Stored data entries:
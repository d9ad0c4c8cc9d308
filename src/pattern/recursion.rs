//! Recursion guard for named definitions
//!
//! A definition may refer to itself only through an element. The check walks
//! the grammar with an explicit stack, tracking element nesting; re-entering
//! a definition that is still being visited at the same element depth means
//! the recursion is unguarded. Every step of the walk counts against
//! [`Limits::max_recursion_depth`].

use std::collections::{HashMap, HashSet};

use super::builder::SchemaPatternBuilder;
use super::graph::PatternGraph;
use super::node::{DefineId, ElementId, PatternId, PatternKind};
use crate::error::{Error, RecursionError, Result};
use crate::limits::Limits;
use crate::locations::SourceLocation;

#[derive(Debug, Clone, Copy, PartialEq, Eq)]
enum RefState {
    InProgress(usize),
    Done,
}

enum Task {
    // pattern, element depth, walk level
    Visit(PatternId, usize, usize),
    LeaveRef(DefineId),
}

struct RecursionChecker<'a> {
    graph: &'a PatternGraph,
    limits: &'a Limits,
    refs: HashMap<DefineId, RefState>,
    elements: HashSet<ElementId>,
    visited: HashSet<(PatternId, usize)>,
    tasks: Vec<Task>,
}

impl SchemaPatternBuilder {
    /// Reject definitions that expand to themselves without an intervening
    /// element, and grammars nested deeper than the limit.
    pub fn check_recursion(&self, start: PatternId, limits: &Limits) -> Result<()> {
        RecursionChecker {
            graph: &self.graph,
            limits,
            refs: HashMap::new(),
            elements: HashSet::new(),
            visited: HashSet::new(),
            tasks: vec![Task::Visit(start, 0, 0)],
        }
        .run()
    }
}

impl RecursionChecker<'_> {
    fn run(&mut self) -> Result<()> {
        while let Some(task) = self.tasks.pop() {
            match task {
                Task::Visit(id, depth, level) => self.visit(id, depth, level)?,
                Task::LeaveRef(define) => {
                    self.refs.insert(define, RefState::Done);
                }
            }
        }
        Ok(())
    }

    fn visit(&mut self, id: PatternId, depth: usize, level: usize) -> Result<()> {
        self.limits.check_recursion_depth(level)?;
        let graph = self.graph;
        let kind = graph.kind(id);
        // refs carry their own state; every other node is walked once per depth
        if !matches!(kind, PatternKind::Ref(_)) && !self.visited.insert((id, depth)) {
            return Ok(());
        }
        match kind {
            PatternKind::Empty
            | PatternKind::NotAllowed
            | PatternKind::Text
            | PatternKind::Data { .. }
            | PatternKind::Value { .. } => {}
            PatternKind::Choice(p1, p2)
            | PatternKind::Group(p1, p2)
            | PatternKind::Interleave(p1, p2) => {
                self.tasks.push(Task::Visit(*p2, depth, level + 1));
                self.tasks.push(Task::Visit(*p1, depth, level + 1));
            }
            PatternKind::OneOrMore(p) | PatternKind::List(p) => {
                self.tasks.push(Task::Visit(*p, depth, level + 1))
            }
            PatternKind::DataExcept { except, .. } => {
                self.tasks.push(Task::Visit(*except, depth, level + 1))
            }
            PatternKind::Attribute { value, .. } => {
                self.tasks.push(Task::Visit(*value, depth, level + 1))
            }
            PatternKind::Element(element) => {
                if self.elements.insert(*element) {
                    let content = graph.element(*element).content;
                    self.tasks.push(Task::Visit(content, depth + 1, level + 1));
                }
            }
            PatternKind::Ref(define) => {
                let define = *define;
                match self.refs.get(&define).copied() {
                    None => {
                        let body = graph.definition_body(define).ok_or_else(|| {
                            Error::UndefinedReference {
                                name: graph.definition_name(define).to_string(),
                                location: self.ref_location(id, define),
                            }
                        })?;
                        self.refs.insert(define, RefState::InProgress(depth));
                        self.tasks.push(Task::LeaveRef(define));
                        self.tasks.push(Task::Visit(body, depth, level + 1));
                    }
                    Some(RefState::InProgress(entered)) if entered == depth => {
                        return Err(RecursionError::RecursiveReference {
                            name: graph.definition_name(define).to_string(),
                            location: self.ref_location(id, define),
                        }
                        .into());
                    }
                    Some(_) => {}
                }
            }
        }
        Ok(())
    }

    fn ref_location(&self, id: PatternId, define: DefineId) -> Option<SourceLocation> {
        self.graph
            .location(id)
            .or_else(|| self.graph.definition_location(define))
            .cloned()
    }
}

...

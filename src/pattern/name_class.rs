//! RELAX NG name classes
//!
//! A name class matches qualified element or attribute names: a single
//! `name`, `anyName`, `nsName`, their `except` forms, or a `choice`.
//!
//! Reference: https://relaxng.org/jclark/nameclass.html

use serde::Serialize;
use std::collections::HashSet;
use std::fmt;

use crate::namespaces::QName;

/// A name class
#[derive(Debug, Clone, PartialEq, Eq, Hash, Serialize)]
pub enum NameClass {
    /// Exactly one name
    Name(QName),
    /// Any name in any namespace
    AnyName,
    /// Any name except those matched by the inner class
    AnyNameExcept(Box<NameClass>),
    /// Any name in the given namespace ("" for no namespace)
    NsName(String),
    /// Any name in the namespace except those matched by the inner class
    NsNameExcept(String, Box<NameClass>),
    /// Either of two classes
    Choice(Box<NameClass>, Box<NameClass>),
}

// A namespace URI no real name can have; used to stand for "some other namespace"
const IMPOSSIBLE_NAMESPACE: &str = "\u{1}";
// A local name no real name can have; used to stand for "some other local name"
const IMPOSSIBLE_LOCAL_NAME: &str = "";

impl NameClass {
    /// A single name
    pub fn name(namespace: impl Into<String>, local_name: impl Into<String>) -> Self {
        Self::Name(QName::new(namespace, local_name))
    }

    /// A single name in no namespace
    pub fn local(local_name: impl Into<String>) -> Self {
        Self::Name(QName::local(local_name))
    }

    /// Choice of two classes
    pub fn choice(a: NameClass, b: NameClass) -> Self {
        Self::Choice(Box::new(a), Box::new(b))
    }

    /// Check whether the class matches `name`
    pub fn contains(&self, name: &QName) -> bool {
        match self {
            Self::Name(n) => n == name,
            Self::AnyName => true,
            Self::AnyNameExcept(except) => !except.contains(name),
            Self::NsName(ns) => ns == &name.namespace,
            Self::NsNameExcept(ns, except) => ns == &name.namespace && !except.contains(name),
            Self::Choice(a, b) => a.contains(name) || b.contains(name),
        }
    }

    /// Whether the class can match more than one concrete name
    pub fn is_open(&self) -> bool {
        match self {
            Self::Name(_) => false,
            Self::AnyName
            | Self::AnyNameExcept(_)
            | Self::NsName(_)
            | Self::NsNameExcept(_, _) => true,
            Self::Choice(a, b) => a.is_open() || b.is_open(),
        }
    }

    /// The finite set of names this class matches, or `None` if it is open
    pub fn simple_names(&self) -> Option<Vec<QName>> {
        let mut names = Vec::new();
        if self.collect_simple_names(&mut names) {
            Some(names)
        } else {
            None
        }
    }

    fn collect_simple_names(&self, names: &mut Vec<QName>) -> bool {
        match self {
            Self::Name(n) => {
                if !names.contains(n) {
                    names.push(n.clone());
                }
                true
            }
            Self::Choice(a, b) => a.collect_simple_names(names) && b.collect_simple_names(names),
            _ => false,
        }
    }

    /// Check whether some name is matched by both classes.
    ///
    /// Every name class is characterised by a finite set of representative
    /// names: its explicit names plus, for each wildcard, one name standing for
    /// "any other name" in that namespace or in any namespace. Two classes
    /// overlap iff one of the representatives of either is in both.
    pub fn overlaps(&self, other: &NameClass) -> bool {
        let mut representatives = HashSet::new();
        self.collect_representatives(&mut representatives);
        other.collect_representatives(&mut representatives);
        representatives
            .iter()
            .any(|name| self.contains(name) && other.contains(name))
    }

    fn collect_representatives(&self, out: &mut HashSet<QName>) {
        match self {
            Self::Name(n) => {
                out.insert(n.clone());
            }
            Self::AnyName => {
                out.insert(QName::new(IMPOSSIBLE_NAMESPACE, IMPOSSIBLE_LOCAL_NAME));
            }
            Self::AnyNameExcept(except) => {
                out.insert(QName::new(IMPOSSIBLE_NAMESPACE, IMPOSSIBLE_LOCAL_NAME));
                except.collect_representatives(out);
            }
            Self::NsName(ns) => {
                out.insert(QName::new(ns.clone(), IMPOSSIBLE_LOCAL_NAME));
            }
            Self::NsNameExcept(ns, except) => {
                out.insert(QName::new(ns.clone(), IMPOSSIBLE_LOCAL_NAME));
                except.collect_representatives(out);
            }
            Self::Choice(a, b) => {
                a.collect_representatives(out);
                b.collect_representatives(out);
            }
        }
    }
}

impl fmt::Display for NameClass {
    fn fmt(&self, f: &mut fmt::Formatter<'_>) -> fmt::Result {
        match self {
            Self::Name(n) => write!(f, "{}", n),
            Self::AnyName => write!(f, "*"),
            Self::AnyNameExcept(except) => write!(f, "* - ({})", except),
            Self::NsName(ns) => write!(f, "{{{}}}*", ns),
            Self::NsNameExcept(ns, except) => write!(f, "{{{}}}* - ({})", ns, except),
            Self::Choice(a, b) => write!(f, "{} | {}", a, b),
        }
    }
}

• Exercise goal
What you give back should be only the lines of the records above, starting at the line with "while let Some(task)" and ending at the line with "self.limits.check_recursion_depth(level)?;", restated word for word.

• Final answer
        while let Some(task) = self.tasks.pop() {
            match task {
                Task::Visit(id, depth, level) => self.visit(id, depth, level)?,
                Task::LeaveRef(define) => {
                    self.refs.insert(define, RefState::Done);
                }
            }
        }
        Ok(())
    }

    fn visit(&mut self, id: PatternId, depth: usize, level: usize) -> Result<()> {
        self.limits.check_recursion_depth(level)?;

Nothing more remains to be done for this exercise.